I often don’t have buttermilk on hand, so instead, I use whole milk and fill it up just about a tablespoon from the top of the measuring cup, and add vinegar to fill it. Let it sit a bit and it will curdle and thicken the milk. Add the buttermilk into the dough and mix until just combined (if you go the food processor route be VERY carefully to not over mix it!). The more you mix it, the tougher the dough will be
Here’s the point where I take it a bit off track. I add currants and caraway. This is quite rare in Ireland. Even stateside, most people add raisins. I am a raisin hater, and I had currants laying around from this incredible bourbon currant sauce I make for bread pudding. If you don’t hate raisins, then add those, but the currants are worth a try! Mine were a little dry having sat in the pantry for awhile, so I soaked them in Irish whiskey and warm water for a bit while I whipped up the bread. Whiskey makes everything better, right?
Mix in the currants and caraway until just incorporated and then shape it into a ball and place in a lightly greased cake pan.
Get excited, and do a little happy dance, because you are less than an hour away from eating really fantastic bread. Unless you don’t dance over food, and the a maybe just smile a bit while I do the jig.
After baking for 40 minutes, remove from over and let sit in pan for another 10 minutes. Do something to distract yourself. Do the dishes, check your email, take a walk. Then cut into this incredibly decadent loaf and slather it with butter. The sweet and salty in combination with the caraway….we already ate this loaf all in one sitting and I’m about ready to make up another one.

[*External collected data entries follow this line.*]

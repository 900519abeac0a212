//! Per-host credentials and session-wide custom headers.

use url::Url;

use crate::session::Session;

/// Media types the transport asks for on every request.
pub const ACCEPT: &str =
    "application/coreapi+json, application/vnd.coreapi+json, application/json, */*";

/// Ordered header set with case-insensitive names.
#[derive(Debug, Clone, Default, PartialEq, Eq)]
pub struct Headers(Vec<(String, String)>);

impl Headers {
    pub fn new() -> Self {
        Self::default()
    }

    /// Set `name`, replacing any existing header that matches it
    /// case-insensitively. The new spelling of the name wins.
    pub fn insert(&mut self, name: &str, value: &str) {
        self.0.retain(|(key, _)| !key.eq_ignore_ascii_case(name));
        self.0.push((name.to_string(), value.to_string()));
    }

    pub fn get(&self, name: &str) -> Option<&str> {
        self.0
            .iter()
            .find(|(key, _)| key.eq_ignore_ascii_case(name))
            .map(|(_, value)| value.as_str())
    }

    pub fn len(&self) -> usize {
        self.0.len()
    }

    pub fn is_empty(&self) -> bool {
        self.0.is_empty()
    }

    pub fn into_vec(self) -> Vec<(String, String)> {
        self.0
    }
}

/// Headers for a request to `url` under `session`.
///
/// `authorization` is only present when the URL's hostname exactly matches a
/// credentials entry. Session headers apply to every host and override the
/// transport defaults.
pub fn resolve_headers(session: &Session, url: &Url) -> Headers {
    let mut headers = Headers::new();
    headers.insert("accept", ACCEPT);

    if let Some(credential) = url.host_str().and_then(|host| session.credential_for(host)) {
        headers.insert("authorization", credential);
    }
    for (name, value) in session.headers() {
        headers.insert(name, value);
    }
    headers
}

#[cfg(test)]
mod tests {
    use std::collections::HashMap;

    use super::*;
    use crate::session::get_session;

    const CREDENTIAL: &str = "Basic QWxhZGRpbjpvcGVuIHNlc2FtZQ==";

    fn url(s: &str) -> Url {
        Url::parse(s).unwrap()
    }

    #[test]
    fn credentials_only_for_matching_host() {
        let credentials = HashMap::from([("example.org".to_string(), CREDENTIAL.to_string())]);
        let session = get_session(Some(credentials), None, None);

        let headers = resolve_headers(&session, &url("http://example.org/123"));
        assert_eq!(headers.get("authorization"), Some(CREDENTIAL));

        let headers = resolve_headers(&session, &url("http://other.org/123"));
        assert_eq!(headers.get("authorization"), None);

        let headers = resolve_headers(&session, &url("http://api.example.org/123"));
        assert_eq!(headers.get("authorization"), None);
    }

    #[test]
    fn custom_headers_apply_to_every_host() {
        let headers = HashMap::from([("User-Agent".to_string(), "Example v1.0".to_string())]);
        let session = get_session(None, Some(headers), None);

        for target in ["http://example.org/123", "https://other.org/"] {
            let resolved = resolve_headers(&session, &url(target));
            assert_eq!(resolved.get("user-agent"), Some("Example v1.0"));
        }
    }

    #[test]
    fn session_headers_override_defaults_case_insensitively() {
        let headers = HashMap::from([("Accept".to_string(), "application/json".to_string())]);
        let session = get_session(None, Some(headers), None);

        let resolved = resolve_headers(&session, &url("http://example.org/"));
        assert_eq!(resolved.len(), 1);
        assert_eq!(resolved.get("accept"), Some("application/json"));
    }

    #[test]
    fn defaults_only_without_configuration() {
        let session = get_session(None, None, None);
        let resolved = resolve_headers(&session, &url("http://example.org/"));
        assert_eq!(resolved.into_vec(), vec![("accept".to_string(), ACCEPT.to_string())]);
    }
}
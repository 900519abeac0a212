use tokio::net::TcpListener;

#[tokio::main]
async fn main() -> Result<(), std::io::Error> {
    let port = std::env::var("PORT").unwrap_or_else(|_| "3000".to_string());
    let addr = format!("127.0.0.1:{port}");
    let listener = TcpListener::bind(&addr).await?;
    println!("hypermedia mock listening on {addr}");
    mock_server::run(listener).await
}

In the name of St. Patrick of course.
Irish Soda Bread
adapted from Bon Apetit
1 cup all purpose flour
1 cup whole wheat flour
4 TBS sugar, plus extra for sprinkling
1 1/2 tsp baking powder
3/4 tsp baking soda
1 tsp salt
4 TBS chilled butter cut up
1 cup buttermilk
2/3 cup currants
1 TBS caraway seeds
Preheat oven to 375. Spray cake pan with oil (Trader Joe’s makes spray coconut oil, which I use).
Combine flours, sugar, baking powder, baking soda and salt in large bowl. Cut in butter using a pastry cutter, or hands (or as mentioned above, food processor). Slowly add buttermilk and stir until just combined. Incorporate caraway and currants.
Shape into a ball and place into cake pan. Sprinkle the top with sugar.
Bake 40 minutes, then let rest in pan for another 10. Serve warm or room temperature, with Kerrygold Irish butter.